## Prompt
Report each line of the records below that holds the word "View".

## Data in this exercise
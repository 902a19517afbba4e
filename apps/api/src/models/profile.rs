use serde::{Deserialize, Serialize};
use uuid::Uuid;

/// Client-side identity of a list entry. Only used for add/remove/update by identity.
pub type EntryId = Uuid;

#[derive(Debug, Clone, Default, PartialEq, Serialize, Deserialize)]
pub struct PersonalInfo {
    pub full_name: String,
    pub title: Option<String>,
    pub email: String,
    pub phone: String,
    pub location: String,
    /// Professional-network profile link.
    pub linkedin: String,
    pub bio: Option<String>,
}

#[derive(Debug, Clone, Default, PartialEq, Serialize, Deserialize)]
pub struct EducationEntry {
    pub id: EntryId,
    pub institution: String,
    pub degree: String,
    pub field_of_study: String,
    pub start_date: String,
    pub end_date: String,
    pub grade: Option<String>,
}

#[derive(Debug, Clone, Default, PartialEq, Serialize, Deserialize)]
pub struct ExperienceEntry {
    pub id: EntryId,
    pub organization: String,
    pub role: String,
    pub location: String,
    pub start_date: String,
    pub end_date: String,
    /// One element per line of the description text box, blank lines included.
    pub description: Vec<String>,
}

#[derive(Debug, Clone, Default, PartialEq, Serialize, Deserialize)]
pub struct ProjectEntry {
    pub id: EntryId,
    pub name: String,
    pub description: String,
    pub technologies: Vec<String>,
    pub link: Option<String>,
}

#[derive(Debug, Clone, Default, PartialEq, Serialize, Deserialize)]
pub struct CertificationEntry {
    pub id: EntryId,
    pub name: String,
    pub issuer: String,
    pub date: String,
    pub link: Option<String>,
}

/// Skill sets. `languages` is optional: an empty set is treated as absent.
#[derive(Debug, Clone, Default, PartialEq, Serialize, Deserialize)]
pub struct Skills {
    pub technical: Vec<String>,
    pub soft: Vec<String>,
    pub languages: Vec<String>,
}

impl Skills {
    pub fn is_empty(&self) -> bool {
        self.technical.is_empty() && self.soft.is_empty() && self.languages.is_empty()
    }

    pub fn set_mut(&mut self, kind: SkillKind) -> &mut Vec<String> {
        match kind {
            SkillKind::Technical => &mut self.technical,
            SkillKind::Soft => &mut self.soft,
            SkillKind::Languages => &mut self.languages,
        }
    }
}

/// The root aggregate edited by one builder session.
#[derive(Debug, Clone, Default, PartialEq, Serialize, Deserialize)]
pub struct ResumeProfile {
    pub personal_info: PersonalInfo,
    pub education: Vec<EducationEntry>,
    pub experience: Vec<ExperienceEntry>,
    pub skills: Skills,
    pub projects: Vec<ProjectEntry>,
    pub certifications: Vec<CertificationEntry>,
}

// ────────────────────────────────────────────────────────────────────────────
// Closed addressing for edits
// ────────────────────────────────────────────────────────────────────────────

#[derive(Debug, Clone, Copy, PartialEq, Eq, Serialize, Deserialize)]
#[serde(rename_all = "snake_case")]
pub enum Section {
    Education,
    Experience,
    Projects,
    Certifications,
}

impl Section {
    pub fn as_str(&self) -> &'static str {
        match self {
            Section::Education => "education",
            Section::Experience => "experience",
            Section::Projects => "projects",
            Section::Certifications => "certifications",
        }
    }
}

#[derive(Debug, Clone, Copy, PartialEq, Eq, Serialize, Deserialize)]
#[serde(rename_all = "snake_case")]
pub enum SkillKind {
    Technical,
    Soft,
    Languages,
}

#[derive(Debug, Clone, Copy, PartialEq, Eq, Serialize, Deserialize)]
#[serde(rename_all = "snake_case")]
pub enum PersonalField {
    FullName,
    Title,
    Email,
    Phone,
    Location,
    Linkedin,
    Bio,
}

#[derive(Debug, Clone, Copy, PartialEq, Eq, Serialize, Deserialize)]
#[serde(rename_all = "snake_case")]
pub enum EducationField {
    Institution,
    Degree,
    FieldOfStudy,
    StartDate,
    EndDate,
    Grade,
}

#[derive(Debug, Clone, Copy, PartialEq, Eq, Serialize, Deserialize)]
#[serde(rename_all = "snake_case")]
pub enum ExperienceField {
    Organization,
    Role,
    Location,
    StartDate,
    EndDate,
    /// Multi-line text; split on newlines into description lines.
    Description,
}

#[derive(Debug, Clone, Copy, PartialEq, Eq, Serialize, Deserialize)]
#[serde(rename_all = "snake_case")]
pub enum ProjectField {
    Name,
    Description,
    /// Comma-separated list of technology tags.
    Technologies,
    Link,
}

#[derive(Debug, Clone, Copy, PartialEq, Eq, Serialize, Deserialize)]
#[serde(rename_all = "snake_case")]
pub enum CertificationField {
    Name,
    Issuer,
    Date,
    Link,
}

/// One editable field of one list section.
///
/// Serialized adjacently tagged: `{"section": "experience", "field": "description"}`.
#[derive(Debug, Clone, Copy, PartialEq, Eq, Serialize, Deserialize)]
#[serde(tag = "section", content = "field", rename_all = "snake_case")]
pub enum EntryField {
    Education(EducationField),
    Experience(ExperienceField),
    Projects(ProjectField),
    Certifications(CertificationField),
}

impl EntryField {
    pub fn section(&self) -> Section {
        match self {
            EntryField::Education(_) => Section::Education,
            EntryField::Experience(_) => Section::Experience,
            EntryField::Projects(_) => Section::Projects,
            EntryField::Certifications(_) => Section::Certifications,
        }
    }
}

#[cfg(test)]
mod tests {
    use super::*;

    #[test]
    fn test_entry_field_json_shape() {
        let field: EntryField =
            serde_json::from_str(r#"{"section":"experience","field":"description"}"#).unwrap();
        assert_eq!(field, EntryField::Experience(ExperienceField::Description));
        assert_eq!(field.section(), Section::Experience);
    }

    #[test]
    fn test_entry_field_rejects_field_from_other_section() {
        let result: Result<EntryField, _> =
            serde_json::from_str(r#"{"section":"education","field":"technologies"}"#);
        assert!(result.is_err());
    }

    #[test]
    fn test_empty_skills_is_empty() {
        assert!(Skills::default().is_empty());
        let skills = Skills {
            languages: vec!["English".to_string()],
            ..Default::default()
        };
        assert!(!skills.is_empty());
    }
}
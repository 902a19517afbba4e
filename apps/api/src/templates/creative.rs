//! Left-aligned accent header, skills and education in a sidebar, work history
//! and projects in the main column.

use crate::models::profile::{CertificationEntry, ResumeProfile};
use crate::templates::document::{
    Align, Block, Column, DocSection, Entry, Header, HeaderRule, Palette, RenderedDocument, Rgb,
};
use crate::templates::{
    bullet_lines, contact_items, date_range, joined, muted, non_empty_items, present,
    present_opt, push_opt, strong, text, TemplateSelection,
};

pub const PALETTE: Palette = Palette {
    background: Rgb(255, 255, 255),
    heading: Rgb(79, 70, 229),
    text: Rgb(31, 41, 55),
    muted: Rgb(107, 114, 128),
    accent: Rgb(99, 102, 241),
};

pub fn render(profile: &ResumeProfile, selection: TemplateSelection) -> RenderedDocument {
    let info = &profile.personal_info;

    let mut header = Vec::new();
    push_opt(&mut header, present(&info.full_name).map(str::to_string), |text| {
        Block::Title { text }
    });
    push_opt(&mut header, present_opt(&info.title).map(str::to_string), |text| {
        Block::Subtitle { text }
    });
    let contacts = contact_items(info, true);
    if !contacts.is_empty() {
        header.push(Block::Inline { items: contacts });
    }
    push_opt(&mut header, present_opt(&info.bio).map(str::to_string), text);

    let mut sidebar = Vec::new();
    if !profile.skills.is_empty() {
        let mut entries = Vec::new();
        for (label, items) in [
            ("Technical Skills", &profile.skills.technical),
            ("Soft Skills", &profile.skills.soft),
            ("Languages", &profile.skills.languages),
        ] {
            if items.is_empty() {
                continue;
            }
            entries.push(Entry {
                blocks: vec![Block::Tags {
                    label: Some(label.to_string()),
                    items: non_empty_items(items),
                }],
            });
        }
        sidebar.push(DocSection {
            heading: "Skills".to_string(),
            entries,
        });
    }
    if !profile.education.is_empty() {
        let entries = profile
            .education
            .iter()
            .map(|e| {
                let mut blocks = Vec::new();
                push_opt(
                    &mut blocks,
                    joined(&[e.degree.as_str(), e.field_of_study.as_str()], " in "),
                    strong,
                );
                push_opt(&mut blocks, present(&e.institution).map(str::to_string), text);
                push_opt(&mut blocks, date_range(&e.start_date, &e.end_date), muted);
                push_opt(
                    &mut blocks,
                    present_opt(&e.grade).map(|g| format!("GPA: {g}")),
                    muted,
                );
                Entry { blocks }
            })
            .collect();
        sidebar.push(DocSection {
            heading: "Education".to_string(),
            entries,
        });
    }

    let mut main = Vec::new();
    if !profile.experience.is_empty() {
        let entries = profile
            .experience
            .iter()
            .map(|e| {
                let mut blocks = Vec::new();
                push_opt(&mut blocks, present(&e.role).map(str::to_string), strong);
                push_opt(&mut blocks, present(&e.organization).map(str::to_string), text);
                push_opt(&mut blocks, date_range(&e.start_date, &e.end_date), muted);
                push_opt(&mut blocks, present(&e.location).map(str::to_string), muted);
                let bullets = bullet_lines(&e.description);
                if !bullets.is_empty() {
                    blocks.push(Block::Bullets { items: bullets });
                }
                Entry { blocks }
            })
            .collect();
        main.push(DocSection {
            heading: "Professional Experience".to_string(),
            entries,
        });
    }
    if !profile.projects.is_empty() {
        let entries = profile
            .projects
            .iter()
            .map(|p| {
                let mut blocks = Vec::new();
                push_opt(&mut blocks, present(&p.name).map(str::to_string), strong);
                let tags = non_empty_items(&p.technologies);
                if !tags.is_empty() {
                    blocks.push(Block::Tags {
                        label: None,
                        items: tags,
                    });
                }
                push_opt(&mut blocks, present(&p.description).map(str::to_string), text);
                if let Some(href) = present_opt(&p.link) {
                    blocks.push(Block::Link {
                        label: "View Project".to_string(),
                        href: href.to_string(),
                    });
                }
                Entry { blocks }
            })
            .collect();
        main.push(DocSection {
            heading: "Projects".to_string(),
            entries,
        });
    }
    if !profile.certifications.is_empty() {
        main.push(DocSection {
            heading: "Certifications".to_string(),
            entries: profile.certifications.iter().map(certification).collect(),
        });
    }

    RenderedDocument {
        selection,
        palette: PALETTE,
        header: Header {
            align: Align::Left,
            rule: HeaderRule::None,
            blocks: header,
        },
        columns: vec![
            Column {
                span: 4,
                sections: sidebar,
            },
            Column {
                span: 8,
                sections: main,
            },
        ],
    }
}

fn certification(c: &CertificationEntry) -> Entry {
    let mut blocks = Vec::new();
    push_opt(&mut blocks, present(&c.name).map(str::to_string), strong);
    push_opt(
        &mut blocks,
        joined(&[c.issuer.as_str(), c.date.as_str()], " | "),
        muted,
    );
    if let Some(href) = present_opt(&c.link) {
        blocks.push(Block::Link {
            label: "View Credential".to_string(),
            href: href.to_string(),
        });
    }
    Entry { blocks }
}

#[cfg(test)]
mod tests {
    use super::*;
    use crate::templates::test_support::sample_profile;
    use crate::templates::{DocumentType, TemplateKind};

    fn selection() -> TemplateSelection {
        TemplateSelection::new(TemplateKind::Creative, DocumentType::Cv)
    }

    #[test]
    fn test_sidebar_and_main_sections() {
        let doc = render(&sample_profile(), selection());
        assert_eq!(doc.header.align, Align::Left);
        assert_eq!(doc.header.rule, HeaderRule::None);
        assert_eq!(
            doc.section_headings(),
            vec![
                "Skills",
                "Education",
                "Professional Experience",
                "Projects",
                "Certifications"
            ]
        );
    }

    #[test]
    fn test_education_headline_joins_degree_and_field() {
        let mut profile = sample_profile();
        profile.education[0].field_of_study.clear();
        let doc = render(&profile, selection());
        let entry = &doc.find_section("Education").unwrap().entries[0];
        assert_eq!(
            entry.blocks[0],
            Block::Strong {
                text: "Bachelor of Science".to_string()
            }
        );
    }

    #[test]
    fn test_palette_uses_indigo_headings() {
        let doc = render(&sample_profile(), selection());
        assert_eq!(doc.palette.heading.hex(), "#4f46e5");
    }
}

## Problem solution
                        label: "View Project".to_string(),
            label: "View Credential".to_string(),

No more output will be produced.